■ ABOUT THIS TASK:
Pull every line containing the word "remove" from the records.

### RECORDS TO PROCESS ###

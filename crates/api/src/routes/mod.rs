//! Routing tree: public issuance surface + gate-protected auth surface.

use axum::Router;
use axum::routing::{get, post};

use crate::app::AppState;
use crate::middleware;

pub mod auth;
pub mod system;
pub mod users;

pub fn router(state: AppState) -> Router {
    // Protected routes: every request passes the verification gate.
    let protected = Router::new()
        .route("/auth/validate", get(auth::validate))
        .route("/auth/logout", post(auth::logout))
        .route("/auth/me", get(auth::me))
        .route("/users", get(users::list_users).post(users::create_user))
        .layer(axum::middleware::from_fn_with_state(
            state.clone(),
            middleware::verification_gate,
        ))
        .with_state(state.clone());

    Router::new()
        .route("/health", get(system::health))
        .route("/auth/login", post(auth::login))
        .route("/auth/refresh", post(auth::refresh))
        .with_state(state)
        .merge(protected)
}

###
### RECORDS TO PROCESS ###

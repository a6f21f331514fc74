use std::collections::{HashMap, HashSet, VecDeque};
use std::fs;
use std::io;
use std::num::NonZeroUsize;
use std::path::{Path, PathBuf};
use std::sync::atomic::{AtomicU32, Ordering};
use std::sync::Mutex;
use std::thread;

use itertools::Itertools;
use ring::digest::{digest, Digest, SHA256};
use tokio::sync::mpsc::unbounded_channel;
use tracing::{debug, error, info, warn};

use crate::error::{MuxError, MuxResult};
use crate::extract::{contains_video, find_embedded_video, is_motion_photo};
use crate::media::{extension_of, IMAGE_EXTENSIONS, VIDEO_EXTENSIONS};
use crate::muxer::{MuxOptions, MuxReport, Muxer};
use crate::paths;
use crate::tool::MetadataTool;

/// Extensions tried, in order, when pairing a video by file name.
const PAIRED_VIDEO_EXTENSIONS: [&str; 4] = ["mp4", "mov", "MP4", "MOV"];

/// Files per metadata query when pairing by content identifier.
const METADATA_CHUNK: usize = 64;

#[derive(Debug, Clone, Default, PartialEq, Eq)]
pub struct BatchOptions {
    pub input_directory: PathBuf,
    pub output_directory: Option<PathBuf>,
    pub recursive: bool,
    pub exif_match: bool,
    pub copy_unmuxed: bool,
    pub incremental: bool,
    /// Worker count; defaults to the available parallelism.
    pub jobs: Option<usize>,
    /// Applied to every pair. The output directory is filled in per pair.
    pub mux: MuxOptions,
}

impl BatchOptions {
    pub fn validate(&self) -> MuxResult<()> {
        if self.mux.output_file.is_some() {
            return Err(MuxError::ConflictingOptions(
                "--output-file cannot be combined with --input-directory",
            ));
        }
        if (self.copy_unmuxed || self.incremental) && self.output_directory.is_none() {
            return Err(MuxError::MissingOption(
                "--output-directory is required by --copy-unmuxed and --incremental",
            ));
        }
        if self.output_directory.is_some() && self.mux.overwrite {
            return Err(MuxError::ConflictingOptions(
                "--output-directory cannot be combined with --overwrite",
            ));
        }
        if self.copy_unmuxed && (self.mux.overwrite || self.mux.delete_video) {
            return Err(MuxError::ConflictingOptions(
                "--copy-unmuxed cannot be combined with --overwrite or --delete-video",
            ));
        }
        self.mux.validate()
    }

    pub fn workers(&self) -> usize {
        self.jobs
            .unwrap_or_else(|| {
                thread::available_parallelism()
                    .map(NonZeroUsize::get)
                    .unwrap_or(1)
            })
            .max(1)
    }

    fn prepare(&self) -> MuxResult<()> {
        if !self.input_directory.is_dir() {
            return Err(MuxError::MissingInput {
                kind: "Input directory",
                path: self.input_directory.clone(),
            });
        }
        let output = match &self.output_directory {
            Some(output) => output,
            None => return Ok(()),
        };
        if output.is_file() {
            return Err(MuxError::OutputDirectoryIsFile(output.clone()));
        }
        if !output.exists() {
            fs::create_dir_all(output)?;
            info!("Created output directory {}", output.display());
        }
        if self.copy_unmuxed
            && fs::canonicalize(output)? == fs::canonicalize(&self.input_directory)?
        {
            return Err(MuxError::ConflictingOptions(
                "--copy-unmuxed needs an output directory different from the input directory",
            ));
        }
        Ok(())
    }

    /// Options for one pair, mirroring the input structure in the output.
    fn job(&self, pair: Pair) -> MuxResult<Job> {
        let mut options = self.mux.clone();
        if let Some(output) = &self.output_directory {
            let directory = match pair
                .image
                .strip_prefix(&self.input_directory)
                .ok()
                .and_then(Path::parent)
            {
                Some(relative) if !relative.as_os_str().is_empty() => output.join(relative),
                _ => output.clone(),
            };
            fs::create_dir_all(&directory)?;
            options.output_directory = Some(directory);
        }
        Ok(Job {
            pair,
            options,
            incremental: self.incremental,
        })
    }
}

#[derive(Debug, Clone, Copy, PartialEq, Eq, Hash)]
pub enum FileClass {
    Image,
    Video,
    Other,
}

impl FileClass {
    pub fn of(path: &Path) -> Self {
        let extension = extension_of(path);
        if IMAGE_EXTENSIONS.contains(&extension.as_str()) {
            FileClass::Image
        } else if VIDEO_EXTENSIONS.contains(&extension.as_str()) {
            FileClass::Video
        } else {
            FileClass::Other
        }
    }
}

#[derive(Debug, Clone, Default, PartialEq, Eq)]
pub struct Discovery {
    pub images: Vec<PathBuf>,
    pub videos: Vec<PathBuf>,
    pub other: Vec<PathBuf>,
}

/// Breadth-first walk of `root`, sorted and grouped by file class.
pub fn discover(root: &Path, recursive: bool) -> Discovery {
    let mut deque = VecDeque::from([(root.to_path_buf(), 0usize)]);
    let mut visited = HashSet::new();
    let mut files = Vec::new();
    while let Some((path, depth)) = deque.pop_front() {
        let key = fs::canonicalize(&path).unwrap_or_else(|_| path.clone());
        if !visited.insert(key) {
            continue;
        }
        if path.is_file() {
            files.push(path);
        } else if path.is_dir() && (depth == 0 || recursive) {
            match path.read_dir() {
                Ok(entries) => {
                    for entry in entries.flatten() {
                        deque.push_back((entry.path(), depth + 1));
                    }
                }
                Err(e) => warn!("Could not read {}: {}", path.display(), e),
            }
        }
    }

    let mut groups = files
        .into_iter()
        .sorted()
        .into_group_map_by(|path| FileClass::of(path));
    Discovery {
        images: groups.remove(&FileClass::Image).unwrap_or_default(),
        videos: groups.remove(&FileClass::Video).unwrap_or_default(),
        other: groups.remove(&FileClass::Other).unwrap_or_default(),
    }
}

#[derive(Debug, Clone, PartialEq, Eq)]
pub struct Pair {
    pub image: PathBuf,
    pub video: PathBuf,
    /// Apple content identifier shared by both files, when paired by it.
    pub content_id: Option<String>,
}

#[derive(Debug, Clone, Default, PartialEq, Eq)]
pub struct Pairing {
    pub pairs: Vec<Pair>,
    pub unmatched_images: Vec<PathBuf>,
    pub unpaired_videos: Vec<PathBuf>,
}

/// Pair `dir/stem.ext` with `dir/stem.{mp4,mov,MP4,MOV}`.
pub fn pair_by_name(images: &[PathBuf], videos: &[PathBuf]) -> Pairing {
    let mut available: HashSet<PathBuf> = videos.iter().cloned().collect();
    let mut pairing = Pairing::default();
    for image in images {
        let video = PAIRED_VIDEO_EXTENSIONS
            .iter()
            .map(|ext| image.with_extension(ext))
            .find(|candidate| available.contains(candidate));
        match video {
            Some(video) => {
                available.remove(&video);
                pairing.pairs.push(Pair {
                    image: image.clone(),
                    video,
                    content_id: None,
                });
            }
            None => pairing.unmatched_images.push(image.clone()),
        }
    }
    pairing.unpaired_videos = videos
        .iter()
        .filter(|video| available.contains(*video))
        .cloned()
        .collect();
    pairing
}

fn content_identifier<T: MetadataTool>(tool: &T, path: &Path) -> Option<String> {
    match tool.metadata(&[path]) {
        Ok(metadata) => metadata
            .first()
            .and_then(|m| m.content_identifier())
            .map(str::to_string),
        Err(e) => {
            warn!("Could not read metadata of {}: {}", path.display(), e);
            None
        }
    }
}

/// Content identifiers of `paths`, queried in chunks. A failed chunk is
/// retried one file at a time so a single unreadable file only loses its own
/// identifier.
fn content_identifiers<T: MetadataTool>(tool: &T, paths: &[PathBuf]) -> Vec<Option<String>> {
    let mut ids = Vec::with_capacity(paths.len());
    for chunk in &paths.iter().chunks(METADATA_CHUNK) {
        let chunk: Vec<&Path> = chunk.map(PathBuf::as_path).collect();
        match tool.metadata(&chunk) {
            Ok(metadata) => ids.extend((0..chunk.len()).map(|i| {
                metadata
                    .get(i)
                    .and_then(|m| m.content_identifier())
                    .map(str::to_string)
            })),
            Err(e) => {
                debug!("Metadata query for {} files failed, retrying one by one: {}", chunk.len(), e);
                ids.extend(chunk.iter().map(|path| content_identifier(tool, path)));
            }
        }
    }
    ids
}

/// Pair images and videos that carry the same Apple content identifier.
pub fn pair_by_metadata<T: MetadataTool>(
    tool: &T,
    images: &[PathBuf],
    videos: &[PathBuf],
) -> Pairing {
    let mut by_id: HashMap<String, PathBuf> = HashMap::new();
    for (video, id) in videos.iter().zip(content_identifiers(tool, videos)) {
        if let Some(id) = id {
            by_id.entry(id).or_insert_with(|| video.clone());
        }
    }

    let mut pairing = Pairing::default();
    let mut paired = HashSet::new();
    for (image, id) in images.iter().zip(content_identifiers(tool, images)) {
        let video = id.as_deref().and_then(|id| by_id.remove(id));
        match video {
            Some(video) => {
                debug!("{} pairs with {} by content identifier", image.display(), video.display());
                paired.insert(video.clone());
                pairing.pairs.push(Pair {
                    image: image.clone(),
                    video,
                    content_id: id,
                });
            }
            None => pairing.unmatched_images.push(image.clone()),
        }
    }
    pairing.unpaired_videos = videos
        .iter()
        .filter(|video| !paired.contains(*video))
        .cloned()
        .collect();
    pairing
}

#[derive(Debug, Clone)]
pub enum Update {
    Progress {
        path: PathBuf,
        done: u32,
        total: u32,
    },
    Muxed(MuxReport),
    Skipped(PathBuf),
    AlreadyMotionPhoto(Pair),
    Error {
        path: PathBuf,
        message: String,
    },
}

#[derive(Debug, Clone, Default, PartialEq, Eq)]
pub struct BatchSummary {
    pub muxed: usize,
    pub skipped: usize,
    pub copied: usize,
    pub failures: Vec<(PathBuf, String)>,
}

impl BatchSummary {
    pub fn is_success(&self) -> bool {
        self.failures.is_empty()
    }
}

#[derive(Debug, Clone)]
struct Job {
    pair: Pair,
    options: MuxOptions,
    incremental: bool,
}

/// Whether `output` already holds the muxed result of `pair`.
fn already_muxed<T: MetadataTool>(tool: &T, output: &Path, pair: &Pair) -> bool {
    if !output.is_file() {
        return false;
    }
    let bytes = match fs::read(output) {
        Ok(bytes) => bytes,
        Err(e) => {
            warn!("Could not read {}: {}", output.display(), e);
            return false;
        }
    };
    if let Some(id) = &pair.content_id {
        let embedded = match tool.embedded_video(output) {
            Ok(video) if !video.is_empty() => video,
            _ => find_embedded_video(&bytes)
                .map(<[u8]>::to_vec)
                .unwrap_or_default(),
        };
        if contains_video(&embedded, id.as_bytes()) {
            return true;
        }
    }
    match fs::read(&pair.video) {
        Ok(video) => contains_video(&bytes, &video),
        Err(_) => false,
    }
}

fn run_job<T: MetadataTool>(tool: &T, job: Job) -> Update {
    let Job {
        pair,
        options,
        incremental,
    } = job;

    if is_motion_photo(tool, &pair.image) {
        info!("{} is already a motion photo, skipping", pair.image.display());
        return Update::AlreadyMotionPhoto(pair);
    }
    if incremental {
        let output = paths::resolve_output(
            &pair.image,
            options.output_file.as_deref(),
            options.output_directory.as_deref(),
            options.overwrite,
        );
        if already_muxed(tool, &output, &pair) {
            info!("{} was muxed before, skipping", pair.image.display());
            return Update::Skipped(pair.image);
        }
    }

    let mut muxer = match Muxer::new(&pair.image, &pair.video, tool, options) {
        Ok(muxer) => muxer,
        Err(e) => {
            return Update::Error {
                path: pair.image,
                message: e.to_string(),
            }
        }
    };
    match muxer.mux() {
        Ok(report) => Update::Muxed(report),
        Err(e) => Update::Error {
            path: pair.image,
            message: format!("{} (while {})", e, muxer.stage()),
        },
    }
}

###

■ ANSWER TO THIS EXERCISE:
        images: groups.remove(&FileClass::Image).unwrap_or_default(),
        videos: groups.remove(&FileClass::Video).unwrap_or_default(),
        other: groups.remove(&FileClass::Other).unwrap_or_default(),
                available.remove(&video);
        let video = id.as_deref().and_then(|id| by_id.remove(id));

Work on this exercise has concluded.